But we are still in the midst of the story. This morning I felt painfully, acutely aware that the story continues.

I sat there with my family, in the midst still of our own story of asking the Lord to save and preserve and give us life in place of death, begging Him with every little panting breath to cause this baby to live…
In front of us was a family whose daughter suffered a terrible cancer some years ago, and the Lord preserved her precious life, and there she sat with parents and siblings, with health glowing in her cheeks and hair and the saving presence of the Lord spilling from her eyes as she sang…
In front of them sat a family who buried another son this very week—the Lord saved their little boy by ushering him to heaven, and now He saves this family every moment by upholding them even in the midst of horrible grief…

I cried repeatedly.
Suffering everywhere I looked. Sometimes already redeemed. Sometimes not yet.
It is hard to wait for the redemption, and wonder whether we will see it here in this life, or whether we will be yet waiting to see it in the next.
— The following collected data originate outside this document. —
//! Shared detection patterns

pub mod hardcoded;
pub mod imports;
pub mod stdlib;

pub use hardcoded::HARDCODED_PATTERNS;
pub use imports::{parse_import, ImportStatement, ImportSyntax};

use lazy_static::lazy_static;
use regex::Regex;

lazy_static! {
    /// Stub vocabulary, matched against comment text only
    static ref STUB_COMMENT: Regex = Regex::new(
        r"(?i)\b(todo|fixme|stub(bed)?|mock(ed)?|placeholder|not implemented|hack|xxx|dummy|fake)\b"
    ).unwrap();

    /// Explicit not-implemented raise, matched against code with strings blanked
    static ref NOT_IMPLEMENTED: Regex =
        Regex::new(r"\braise\s+NotImplementedError\b").unwrap();

    static ref THROW_ERROR: Regex = Regex::new(r"\bthrow\s+new\s+Error\(").unwrap();

    static ref NOT_IMPLEMENTED_MESSAGE: Regex = Regex::new(
        r"(?i)\bthrow\s+new\s+Error\(\s*['\x22`]not implemented"
    ).unwrap();

    /// Deferred-work annotation that suppresses hardcoded value reports
    pub static ref DEFERRED_MARKER: Regex = Regex::new(r"\b(TODO|FIXME)\b").unwrap();
}

/// A line split into its code and trailing comment, with string literal
/// contents blanked out of the code part.
#[derive(Debug, Clone, PartialEq, Eq)]
pub struct SplitLine {
    pub code: String,
    pub comment: Option<String>,
}

/// Split a line into code and comment. Quote characters are kept and the
/// characters between them dropped, so `x = "a#b"  # note` yields code
/// `x = ""  ` and comment `# note`.
pub fn split_line(line: &str) -> SplitLine {
    let mut code = String::with_capacity(line.len());
    let mut quote: Option<char> = None;
    let mut escaped = false;
    let mut chars = line.char_indices().peekable();

    while let Some((idx, c)) = chars.next() {
        match quote {
            Some(q) => {
                if escaped {
                    escaped = false;
                } else if c == '\\' {
                    escaped = true;
                } else if c == q {
                    code.push(c);
                    quote = None;
                }
            }
            None => {
                let starts_comment =
                    c == '#' || (c == '/' && matches!(chars.peek(), Some((_, '/' | '*'))));
                if starts_comment {
                    return SplitLine {
                        code,
                        comment: Some(line[idx..].to_string()),
                    };
                }
                if c == '"' || c == '\'' || c == '`' {
                    quote = Some(c);
                }
                code.push(c);
            }
        }
    }

    SplitLine {
        code,
        comment: None,
    }
}

/// Whether the line carries a stub marker comment or raises a
/// not-implemented error. String literal contents never count.
pub fn has_stub_marker(line: &str) -> bool {
    let split = split_line(line);
    if split
        .comment
        .as_deref()
        .is_some_and(|comment| STUB_COMMENT.is_match(comment))
    {
        return true;
    }
    NOT_IMPLEMENTED.is_match(&split.code)
        || (THROW_ERROR.is_match(&split.code) && NOT_IMPLEMENTED_MESSAGE.is_match(line))
}

/// Whether the trimmed line is nothing but a comment
pub fn is_comment_line(line: &str) -> bool {
    let trimmed = line.trim_start();
    trimmed.starts_with('#')
        || trimmed.starts_with("//")
        || trimmed.starts_with("/*")
        || trimmed.starts_with('*')
}

#[cfg(test)]
mod tests {
    use super::*;

    #[test]
    fn test_split_line_blanks_strings() {
        let split = split_line(r#"x = "a#b"  # note"#);
        assert_eq!(split.code, r#"x = ""  "#);
        assert_eq!(split.comment.as_deref(), Some("# note"));
    }

    #[test]
    fn test_split_line_handles_escapes_and_slashes() {
        let split = split_line(r#"url = 'http://x\'y' // trailing"#);
        assert_eq!(split.code, "url = '' ");
        assert_eq!(split.comment.as_deref(), Some("// trailing"));
    }

    #[test]
    fn test_split_line_without_comment() {
        let split = split_line("total = price * 1.2");
        assert_eq!(split.code, "total = price * 1.2");
        assert!(split.comment.is_none());
    }

    #[test]
    fn test_split_line_block_comment() {
        let split = split_line("const user = null; /* stub */");
        assert_eq!(split.code, "const user = null; ");
        assert_eq!(split.comment.as_deref(), Some("/* stub */"));
    }

    #[test]
    fn test_stub_marker() {
        assert!(has_stub_marker("def login(): pass  # TODO: real auth"));
        assert!(has_stub_marker("return db.query(sql) // mock data"));
        assert!(has_stub_marker("return db.query(sql) /* placeholder */"));
        assert!(has_stub_marker("    raise NotImplementedError"));
        assert!(has_stub_marker("  throw new Error('Not implemented yet');"));
        assert!(!has_stub_marker("stub = make_stub()"));
        assert!(!has_stub_marker("session.commit()"));
    }

    #[test]
    fn test_stub_marker_ignores_string_contents() {
        assert!(!has_stub_marker("rows = db.query('https://api.example.com/todo/list')"));
        assert!(!has_stub_marker("LOGIN_URL = 'https://sso.example.com/login/mock-free'"));
        assert!(!has_stub_marker(r#"msg = "raise NotImplementedError""#));
        assert!(!has_stub_marker(r#"throw new Error("lookup failed: todo list missing")"#));
    }

    #[test]
    fn test_is_comment_line() {
        assert!(is_comment_line("   # comment"));
        assert!(is_comment_line("// comment"));
        assert!(!is_comment_line("x = 1  # comment"));
    }
}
And then Pastor Sumpter preached on hope & joy.
He said, so much of joy is bound up in hope.
How painfully, purely accurate.

I am so afraid to hope and so afraid to be joyful. Even though there is a sliver of me that wants to shout from the rooftops that the Lord has filled my womb—I want to plan and prepare and anticipate and expect an autumn baby—I want to let the kids kiss my tummy and pray aloud all day for the little baby without wincing in my heart of anxiety—I want to talk about baby names for this little person, to embrace this pregnancy rather than moment by moment telling myself not to get attached.

Today we heard an exhortation to ignore the voices in our head that shout realism and logic and probabilities. We ought to rather take joy in hoping, and not to grow weary if we have to keep asking. It is exactly realism, logic probabilities, and my own history that causes me to limit my joy and squelch my hope. But we serve the Lord who delights in giving good gifts, who takes pleasure in acting outside the boundaries which people expect of Him, who came in order to redeem the broken places so that our joy could be full and our hope renewed.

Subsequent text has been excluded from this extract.